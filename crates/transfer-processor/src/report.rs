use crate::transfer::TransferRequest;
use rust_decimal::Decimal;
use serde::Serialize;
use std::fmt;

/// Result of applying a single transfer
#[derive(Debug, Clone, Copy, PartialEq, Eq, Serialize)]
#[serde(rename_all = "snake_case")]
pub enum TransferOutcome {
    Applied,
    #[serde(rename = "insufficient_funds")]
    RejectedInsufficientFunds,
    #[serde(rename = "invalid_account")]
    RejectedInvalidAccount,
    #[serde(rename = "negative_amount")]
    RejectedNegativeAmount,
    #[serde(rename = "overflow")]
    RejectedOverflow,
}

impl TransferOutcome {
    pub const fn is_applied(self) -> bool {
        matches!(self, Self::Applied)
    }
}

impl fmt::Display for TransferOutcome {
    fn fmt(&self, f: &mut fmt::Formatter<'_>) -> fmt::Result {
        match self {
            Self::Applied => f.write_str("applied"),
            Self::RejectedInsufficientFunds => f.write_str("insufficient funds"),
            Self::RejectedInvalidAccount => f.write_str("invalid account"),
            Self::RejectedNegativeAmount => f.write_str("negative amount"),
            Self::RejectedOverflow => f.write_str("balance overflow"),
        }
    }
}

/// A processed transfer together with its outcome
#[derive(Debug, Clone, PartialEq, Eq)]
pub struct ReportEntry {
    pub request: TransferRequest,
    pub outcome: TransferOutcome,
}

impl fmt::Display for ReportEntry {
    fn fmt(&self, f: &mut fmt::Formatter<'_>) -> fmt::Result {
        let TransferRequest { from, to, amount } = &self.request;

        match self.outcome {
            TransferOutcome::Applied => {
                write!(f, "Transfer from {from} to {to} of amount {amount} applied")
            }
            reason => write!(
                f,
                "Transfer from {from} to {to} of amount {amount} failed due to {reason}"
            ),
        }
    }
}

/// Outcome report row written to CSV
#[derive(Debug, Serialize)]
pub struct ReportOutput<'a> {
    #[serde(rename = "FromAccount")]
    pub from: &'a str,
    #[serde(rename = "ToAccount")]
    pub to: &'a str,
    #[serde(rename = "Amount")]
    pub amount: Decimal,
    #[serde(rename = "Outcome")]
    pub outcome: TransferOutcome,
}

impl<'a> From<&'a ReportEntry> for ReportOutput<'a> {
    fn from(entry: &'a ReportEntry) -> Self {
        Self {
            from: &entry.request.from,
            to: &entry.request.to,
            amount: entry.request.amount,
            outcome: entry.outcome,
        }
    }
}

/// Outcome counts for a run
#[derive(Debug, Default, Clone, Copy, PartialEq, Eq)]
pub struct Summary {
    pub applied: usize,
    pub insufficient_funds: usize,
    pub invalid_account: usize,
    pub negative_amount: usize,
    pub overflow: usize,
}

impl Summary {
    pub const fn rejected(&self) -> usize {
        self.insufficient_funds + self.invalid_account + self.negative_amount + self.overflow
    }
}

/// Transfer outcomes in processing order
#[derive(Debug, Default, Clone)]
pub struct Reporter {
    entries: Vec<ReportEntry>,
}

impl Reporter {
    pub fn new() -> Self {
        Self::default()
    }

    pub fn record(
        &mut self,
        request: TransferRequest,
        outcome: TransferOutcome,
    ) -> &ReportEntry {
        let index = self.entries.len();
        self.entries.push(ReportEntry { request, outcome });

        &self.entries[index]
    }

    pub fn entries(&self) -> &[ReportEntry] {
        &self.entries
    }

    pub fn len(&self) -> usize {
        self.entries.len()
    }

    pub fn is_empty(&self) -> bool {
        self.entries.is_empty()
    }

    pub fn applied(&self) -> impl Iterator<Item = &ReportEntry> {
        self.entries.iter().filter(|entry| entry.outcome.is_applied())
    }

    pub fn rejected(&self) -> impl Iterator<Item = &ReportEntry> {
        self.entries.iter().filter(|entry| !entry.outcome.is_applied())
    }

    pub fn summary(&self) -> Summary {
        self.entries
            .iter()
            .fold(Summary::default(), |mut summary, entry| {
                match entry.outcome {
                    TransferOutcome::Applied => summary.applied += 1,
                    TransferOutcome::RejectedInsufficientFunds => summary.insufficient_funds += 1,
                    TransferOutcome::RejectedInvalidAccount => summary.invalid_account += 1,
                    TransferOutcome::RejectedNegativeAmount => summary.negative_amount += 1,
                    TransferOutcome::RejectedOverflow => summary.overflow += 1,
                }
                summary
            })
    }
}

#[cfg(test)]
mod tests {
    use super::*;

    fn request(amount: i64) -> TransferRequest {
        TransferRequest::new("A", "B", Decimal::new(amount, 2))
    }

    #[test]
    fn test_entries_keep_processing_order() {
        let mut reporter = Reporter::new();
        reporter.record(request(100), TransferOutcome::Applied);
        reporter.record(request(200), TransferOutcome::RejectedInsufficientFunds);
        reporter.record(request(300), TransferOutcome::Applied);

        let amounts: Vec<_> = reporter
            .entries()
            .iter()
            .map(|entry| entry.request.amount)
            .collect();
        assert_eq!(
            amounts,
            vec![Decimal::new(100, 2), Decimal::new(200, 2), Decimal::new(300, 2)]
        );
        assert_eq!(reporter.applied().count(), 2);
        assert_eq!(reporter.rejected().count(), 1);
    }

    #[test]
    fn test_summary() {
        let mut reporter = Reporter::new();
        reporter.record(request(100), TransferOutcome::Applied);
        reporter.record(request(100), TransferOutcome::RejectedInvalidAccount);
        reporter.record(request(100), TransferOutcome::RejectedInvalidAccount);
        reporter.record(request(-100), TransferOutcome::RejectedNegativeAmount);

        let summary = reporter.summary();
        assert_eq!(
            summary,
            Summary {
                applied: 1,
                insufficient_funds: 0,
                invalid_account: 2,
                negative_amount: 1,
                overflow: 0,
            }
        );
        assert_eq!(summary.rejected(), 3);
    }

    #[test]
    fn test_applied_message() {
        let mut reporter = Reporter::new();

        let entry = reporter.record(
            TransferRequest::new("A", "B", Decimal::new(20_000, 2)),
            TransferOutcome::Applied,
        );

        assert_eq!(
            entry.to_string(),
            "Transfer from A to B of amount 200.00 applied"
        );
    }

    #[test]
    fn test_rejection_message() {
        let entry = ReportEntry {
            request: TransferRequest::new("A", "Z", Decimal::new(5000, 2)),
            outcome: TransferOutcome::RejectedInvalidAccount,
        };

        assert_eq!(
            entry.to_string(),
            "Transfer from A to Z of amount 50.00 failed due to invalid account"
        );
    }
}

→ What is required: Out of the material above, gather each line where "RejectedOverflow" appears.

→ Solution to the problem:
    RejectedOverflow,
            Self::RejectedOverflow => f.write_str("balance overflow"),
                    TransferOutcome::RejectedOverflow => summary.overflow += 1,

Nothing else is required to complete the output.